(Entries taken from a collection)
━━━━━━━━━━━━━━━━
//! Wire format for deltas
//!
//! Newline-delimited JSON, one positional array per run:
//!
//! | Run | Encoding |
//! |---|---|
//! | insert | `[payload]` or `[payload, attributes]` |
//! | retain | `[payload, 2]` or `[payload, attributes, 2]` |
//! | delete | `[length, 3]` |
//!
//! A payload is a string (text), a number (embed count or retain length), or
//! a list of run arrays (nested delta). Identity keys are not encoded; use
//! the serde JSON form of [`crate::Delta`] when they must travel.

pub mod serialize;

pub use serialize::{parse, stringify};
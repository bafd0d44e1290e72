//! Delta: rich-text documents and changesets as canonical run lists
//!
//! A delta is an ordered list of insert/retain/delete runs. The same type
//! plays two roles, told apart only by content:
//!
//! - **document**: inserts only, the actual content
//! - **changeset**: retains, inserts and deletes, a transformation
//!
//! Runs may carry a nested delta, either as inserted content (an embedded
//! sub-document) or as a retain that edits inside one embedded unit. From the
//! outside, such a unit is always exactly one position long.
//!
//! # Algebra
//!
//! - [`Delta::compose`]: `a.compose(b)` applies `a` then `b`
//! - [`Delta::transform`]: rebase a concurrent changeset
//! - [`Delta::invert`]: undo a changeset against the document it applied to
//! - [`Delta::diff`]: minimal changeset between two documents
//!
//! # Example
//!
//! ```rust
//! use deltakit_core::Delta;
//!
//! let doc = Delta::builder().insert("Hello").build();
//! let change = Delta::builder().retain(5).insert(" World").build();
//!
//! let result = doc.compose(&change).unwrap();
//! assert_eq!(result, Delta::builder().insert("Hello World").build());
//!
//! // Undo brings the document back
//! let undo = change.invert(&doc).unwrap();
//! assert_eq!(result.compose(&undo).unwrap(), doc);
//! ```

pub mod attributes;
mod builder;
mod compose;
mod descriptor;
mod diff;
mod invert;
pub mod iter;
pub mod op;
mod transform;

pub use attributes::AttributeMap;
pub use builder::DeltaBuilder;
pub use descriptor::{NestedDescriptor, OpDescriptor, PayloadDescriptor};
pub use iter::OpIter;
pub use op::{InsertPayload, Op, OpKind, OpType, RetainPayload};

use serde::ser::{Serialize, SerializeStruct, Serializer};
use std::ops::{Bound, RangeBounds};

/// An immutable, canonical run list
#[derive(Debug, Clone, PartialEq, Default)]
pub struct Delta {
    ops: Vec<Op>,
}

impl Delta {
    /// Empty delta: the empty document, or the identity changeset
    pub fn new() -> Self {
        Self::default()
    }

    /// Start building a delta
    ///
    /// # Example
    ///
    /// ```rust
    /// use deltakit_core::Delta;
    ///
    /// let delta = Delta::builder().retain(2).delete(1).insert("x").build();
    /// // inserts always sit before a delete at the same position
    /// assert_eq!(delta.ops().len(), 3);
    /// assert!(delta.ops()[1].is_insert());
    /// ```
    pub fn builder() -> DeltaBuilder {
        DeltaBuilder::new()
    }

    /// Canonicalize an arbitrary run list
    pub fn from_ops<I>(ops: I) -> Self
    where
        I: IntoIterator<Item = Op>,
    {
        DeltaBuilder::new().extend(ops).build()
    }

    pub fn ops(&self) -> &[Op] {
        &self.ops
    }

    pub fn into_ops(self) -> Vec<Op> {
        self.ops
    }

    pub fn iter(&self) -> OpIter<'_> {
        OpIter::new(&self.ops)
    }

    pub fn is_empty(&self) -> bool {
        self.ops.is_empty()
    }

    /// Whether this delta is pure content (inserts only)
    pub fn is_document(&self) -> bool {
        self.ops.iter().all(Op::is_insert)
    }

    /// Sum of all run lengths
    pub fn len(&self) -> usize {
        self.ops.iter().map(Op::len).sum()
    }

    /// Net change in document length: inserts minus deletes
    pub fn change_length(&self) -> isize {
        self.ops.iter().fold(0isize, |length, op| match op.kind {
            OpKind::Insert(_) => length + op.len() as isize,
            OpKind::Delete(deleted) => length - deleted as isize,
            OpKind::Retain(_) => length,
        })
    }

    /// Sub-delta covering `range` of this delta's positions
    pub fn slice<R>(&self, range: R) -> Delta
    where
        R: RangeBounds<usize>,
    {
        let start = match range.start_bound() {
            Bound::Included(&start) => start,
            Bound::Excluded(&start) => start.saturating_add(1),
            Bound::Unbounded => 0,
        };
        let end = match range.end_bound() {
            Bound::Included(&end) => end.saturating_add(1),
            Bound::Excluded(&end) => end,
            Bound::Unbounded => iter::INFINITE_LENGTH,
        };
        Delta::from_ops(self.slice_ops(start, end))
    }

    /// Raw fragments covering `start..end`, split but not re-merged
    pub(crate) fn slice_ops(&self, start: usize, end: usize) -> Vec<Op> {
        let mut ops = Vec::new();
        let mut iter = self.iter();
        let mut index = 0;
        while index < end && iter.has_next() {
            let next = if index < start {
                iter.next(start - index)
            } else {
                let op = iter.next(end - index);
                ops.push(op.clone());
                op
            };
            index += next.len();
        }
        ops
    }

    /// This delta followed by `other`, merging at the seam
    pub fn concat(&self, other: &Delta) -> Delta {
        DeltaBuilder::from(self.clone())
            .extend(other.ops.iter().cloned())
            .build()
    }
}

impl From<Vec<Op>> for Delta {
    fn from(ops: Vec<Op>) -> Self {
        Delta::from_ops(ops)
    }
}

impl Serialize for Delta {
    fn serialize<S>(&self, serializer: S) -> Result<S::Ok, S::Error>
    where
        S: Serializer,
    {
        let mut state = serializer.serialize_struct("Delta", 1)?;
        state.serialize_field("ops", &self.ops)?;
        state.end()
    }
}
//! DeltaKit Core - Operational transform over rich-text deltas
//!
//! This is the Rust core of DeltaKit, compiled to both native and WASM.
//! It implements:
//! - Delta documents and changesets with nested sub-documents
//! - Attribute algebra (compose, transform, invert, diff)
//! - Compose, transform, invert and diff over deltas
//! - A generic Myers sequence diff with cursor hints
//! - Line-per-run wire encoding/decoding
//!
//! # Examples
//!
//! ```rust
//! use deltakit_core::Delta;
//!
//! let doc = Delta::builder().insert("Hello").build();
//!
//! // Two concurrent edits against the same document
//! let alice = Delta::builder().retain(5).insert("!").build();
//! let bob = Delta::builder().insert("Oh, ").build();
//!
//! let alice_then_bob = doc
//!     .compose(&alice)
//!     .unwrap()
//!     .compose(&alice.transform(&bob, true))
//!     .unwrap();
//! let bob_then_alice = doc
//!     .compose(&bob)
//!     .unwrap()
//!     .compose(&bob.transform(&alice, false))
//!     .unwrap();
//!
//! assert_eq!(alice_then_bob, bob_then_alice);
//! assert_eq!(alice_then_bob, Delta::builder().insert("Oh, Hello!").build());
//! ```

pub mod delta;
pub mod error;
pub mod protocol;
pub mod sequence;

#[cfg(feature = "wasm")]
pub mod wasm;

// Re-exports for convenience
pub use delta::{
    AttributeMap, Delta, DeltaBuilder, InsertPayload, Op, OpDescriptor, OpIter, OpKind, OpType,
    RetainPayload,
};
pub use error::{DeltaError, Result};
pub use sequence::{CursorHint, Range};
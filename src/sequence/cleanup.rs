//! Canonicalize a raw edit script: merge runs, factor out common affixes,
//! slide single edits across equalities

use super::engine::{common_prefix, common_suffix};
use super::{ends_with_pair_start, starts_with_pair_end, Diff, DiffItem, DiffOp};

/// Reorder and merge like runs until nothing changes.
///
/// With `fix_unicode`, run boundaries that fall inside a surrogate pair are
/// moved so both halves land in the same run.
pub(super) fn cleanup_merge<T: DiffItem>(diffs: &mut Vec<Diff<T>>, fix_unicode: bool) {
    loop {
        merge_pass(diffs, fix_unicode);
        if !shift_pass(diffs) {
            break;
        }
    }
}

fn merge_pass<T: DiffItem>(diffs: &mut Vec<Diff<T>>, fix_unicode: bool) {
    // Sentinel equality so the last edit group gets flushed
    diffs.push(Diff::equal(Vec::new()));

    let mut pointer = 0;
    let mut count_delete = 0;
    let mut count_insert = 0;
    let mut text_delete: Vec<T> = Vec::new();
    let mut text_insert: Vec<T> = Vec::new();

    while pointer < diffs.len() {
        if pointer < diffs.len() - 1 && diffs[pointer].items.is_empty() {
            diffs.remove(pointer);
            continue;
        }

        match diffs[pointer].op {
            DiffOp::Insert => {
                count_insert += 1;
                text_insert.extend_from_slice(&diffs[pointer].items);
                pointer += 1;
            }
            DiffOp::Delete => {
                count_delete += 1;
                text_delete.extend_from_slice(&diffs[pointer].items);
                pointer += 1;
            }
            DiffOp::Equal => {
                let mut previous_equality = pointer.checked_sub(count_insert + count_delete + 1);

                if fix_unicode {
                    if let Some(previous) = previous_equality {
                        if ends_with_pair_start(&diffs[previous].items) {
                            // Move the stray high surrogate into the edit group
                            if let Some(stray) = diffs[previous].items.pop() {
                                text_delete.insert(0, stray.clone());
                                text_insert.insert(0, stray);
                            }
                            if diffs[previous].items.is_empty() {
                                // Emptied equality: drop it and absorb the edits before it
                                diffs.remove(previous);
                                pointer -= 1;
                                let mut k = previous.checked_sub(1);
                                if let Some(index) = k.filter(|&index| diffs[index].op == DiffOp::Insert) {
                                    count_insert += 1;
                                    text_insert.splice(0..0, diffs[index].items.iter().cloned());
                                    k = index.checked_sub(1);
                                }
                                if let Some(index) = k.filter(|&index| diffs[index].op == DiffOp::Delete) {
                                    count_delete += 1;
                                    text_delete.splice(0..0, diffs[index].items.iter().cloned());
                                    k = index.checked_sub(1);
                                }
                                previous_equality = k;
                            }
                        }
                    }
                    if starts_with_pair_end(&diffs[pointer].items) {
                        // Move the stray low surrogate into the edit group
                        let stray = diffs[pointer].items.remove(0);
                        text_delete.push(stray.clone());
                        text_insert.push(stray);
                    }
                }

                if pointer < diffs.len() - 1 && diffs[pointer].items.is_empty() {
                    // Emptied equality in the middle: keep collecting until the next one
                    diffs.remove(pointer);
                    continue;
                }

                if !text_delete.is_empty() || !text_insert.is_empty() {
                    if !text_delete.is_empty() && !text_insert.is_empty() {
                        // Factor out a common prefix into the previous equality
                        let common = common_prefix(&text_insert, &text_delete);
                        if common != 0 {
                            let shared: Vec<T> = text_insert[..common].to_vec();
                            match previous_equality {
                                Some(previous) => diffs[previous].items.extend(shared),
                                None => {
                                    diffs.insert(0, Diff::equal(shared));
                                    pointer += 1;
                                }
                            }
                            text_insert.drain(..common);
                            text_delete.drain(..common);
                        }

                        // Factor out a common suffix into this equality
                        let common = common_suffix(&text_insert, &text_delete);
                        if common != 0 {
                            let shared = text_insert.split_off(text_insert.len() - common);
                            diffs[pointer].items.splice(0..0, shared);
                            text_delete.truncate(text_delete.len() - common);
                        }
                    }

                    // Replace the edit group with at most one delete and one insert
                    let start = pointer - (count_insert + count_delete);
                    let mut merged = Vec::with_capacity(2);
                    if !text_delete.is_empty() {
                        merged.push(Diff::delete(std::mem::take(&mut text_delete)));
                    }
                    if !text_insert.is_empty() {
                        merged.push(Diff::insert(std::mem::take(&mut text_insert)));
                    }
                    let replaced = merged.len();
                    diffs.splice(start..pointer, merged);
                    pointer = start + replaced;
                }

                if pointer != 0 && diffs[pointer - 1].op == DiffOp::Equal {
                    // Merge this equality into the previous one
                    let items = diffs.remove(pointer).items;
                    diffs[pointer - 1].items.extend(items);
                } else {
                    pointer += 1;
                }

                count_insert = 0;
                count_delete = 0;
                text_delete.clear();
                text_insert.clear();
            }
        }
    }

    if diffs.last().is_some_and(|diff| diff.items.is_empty()) {
        diffs.pop();
    }
}

/// Slide single edits surrounded by equalities sideways to eliminate one of
/// them, e.g. `A<ins>BA</ins>C` becomes `<ins>AB</ins>AC`
fn shift_pass<T: DiffItem>(diffs: &mut Vec<Diff<T>>) -> bool {
    let mut changes = false;
    let mut pointer = 1;

    // First and last runs never need checking
    while pointer + 1 < diffs.len() {
        if diffs[pointer - 1].op == DiffOp::Equal && diffs[pointer + 1].op == DiffOp::Equal {
            let previous_length = diffs[pointer - 1].items.len();
            let edit_length = diffs[pointer].items.len();
            let next_length = diffs[pointer + 1].items.len();

            if previous_length <= edit_length
                && diffs[pointer].items[edit_length - previous_length..] == diffs[pointer - 1].items[..]
            {
                // Shift the edit over the previous equality
                let previous = diffs.remove(pointer - 1).items;
                let edit = &mut diffs[pointer - 1].items;
                edit.truncate(edit_length - previous_length);
                edit.splice(0..0, previous.iter().cloned());
                diffs[pointer].items.splice(0..0, previous);
                changes = true;
            } else if next_length <= edit_length
                && diffs[pointer].items[..next_length] == diffs[pointer + 1].items[..]
            {
                // Shift the edit over the next equality
                let next = diffs.remove(pointer + 1).items;
                diffs[pointer - 1].items.extend_from_slice(&next);
                let edit = &mut diffs[pointer].items;
                edit.drain(..next_length);
                edit.extend(next);
                changes = true;
            }
        }
        pointer += 1;
    }

    changes
}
━━━━━━━━━━━━━━━━
# PROMPT
Identify the lines in the entries that hold "OpType" and return each one.

# ANSWER AREA
pub use op::{InsertPayload, Op, OpKind, OpType, RetainPayload};
    AttributeMap, Delta, DeltaBuilder, InsertPayload, Op, OpDescriptor, OpIter, OpKind, OpType,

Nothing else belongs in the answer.